(What you have to do): Please count the lines in the data below that hold "bool" and answer with the number by itself.

(Stored items)
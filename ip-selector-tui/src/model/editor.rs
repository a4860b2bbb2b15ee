//! 地址段编辑器状态
//!
//! 多行文本，每行一个地址段。光标以字符（而非字节）为单位。

/// 编辑器状态
#[derive(Debug, Clone, PartialEq, Eq)]
pub struct EditorState {
    lines: Vec<String>,
    /// 光标所在行
    row: usize,
    /// 光标所在列（字符下标）
    col: usize,
    /// 自上次保存后是否被修改
    dirty: bool,
}

impl Default for EditorState {
    fn default() -> Self {
        Self {
            lines: vec![String::new()],
            row: 0,
            col: 0,
            dirty: false,
        }
    }
}

impl EditorState {
    pub fn new() -> Self {
        Self::default()
    }

    /// 替换全部文本，光标回到开头
    pub fn set_text(&mut self, text: &str) {
        self.lines = text.split('\n').map(str::to_string).collect();
        self.row = 0;
        self.col = 0;
        self.dirty = false;
    }

    /// 当前文本（行以 `\n` 连接）
    pub fn text(&self) -> String {
        self.lines.join("\n")
    }

    pub fn lines(&self) -> &[String] {
        &self.lines
    }

    /// 光标位置 `(row, col)`
    pub fn cursor(&self) -> (usize, usize) {
        (self.row, self.col)
    }

    /// 标记为已保存，返回之前是否有修改
    pub fn take_dirty(&mut self) -> bool {
        std::mem::take(&mut self.dirty)
    }

    pub fn insert_char(&mut self, c: char) {
        let at = self.byte_offset();
        self.lines[self.row].insert(at, c);
        self.col += 1;
        self.dirty = true;
    }

    /// 在光标处断行
    pub fn insert_newline(&mut self) {
        let at = self.byte_offset();
        let rest = self.lines[self.row].split_off(at);
        self.lines.insert(self.row + 1, rest);
        self.row += 1;
        self.col = 0;
        self.dirty = true;
    }

    pub fn backspace(&mut self) {
        if self.col > 0 {
            self.col -= 1;
            let at = self.byte_offset();
            self.lines[self.row].remove(at);
            self.dirty = true;
        } else if self.row > 0 {
            let current = self.lines.remove(self.row);
            self.row -= 1;
            self.col = self.line_len(self.row);
            self.lines[self.row].push_str(&current);
            self.dirty = true;
        }
    }

    pub fn delete(&mut self) {
        if self.col < self.line_len(self.row) {
            let at = self.byte_offset();
            self.lines[self.row].remove(at);
            self.dirty = true;
        } else if self.row + 1 < self.lines.len() {
            let next = self.lines.remove(self.row + 1);
            self.lines[self.row].push_str(&next);
            self.dirty = true;
        }
    }

    pub fn move_left(&mut self) {
        if self.col > 0 {
            self.col -= 1;
        } else if self.row > 0 {
            self.row -= 1;
            self.col = self.line_len(self.row);
        }
    }

    pub fn move_right(&mut self) {
        if self.col < self.line_len(self.row) {
            self.col += 1;
        } else if self.row + 1 < self.lines.len() {
            self.row += 1;
            self.col = 0;
        }
    }

    pub fn move_up(&mut self) {
        if self.row > 0 {
            self.row -= 1;
            self.col = self.col.min(self.line_len(self.row));
        }
    }

    pub fn move_down(&mut self) {
        if self.row + 1 < self.lines.len() {
            self.row += 1;
            self.col = self.col.min(self.line_len(self.row));
        }
    }

    pub fn move_home(&mut self) {
        self.col = 0;
    }

    pub fn move_end(&mut self) {
        self.col = self.line_len(self.row);
    }

    fn line_len(&self, row: usize) -> usize {
        self.lines[row].chars().count()
    }

    fn byte_offset(&self) -> usize {
        let line = &self.lines[self.row];
        line.char_indices()
            .nth(self.col)
            .map_or(line.len(), |(i, _)| i)
    }
}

(Answer below): 2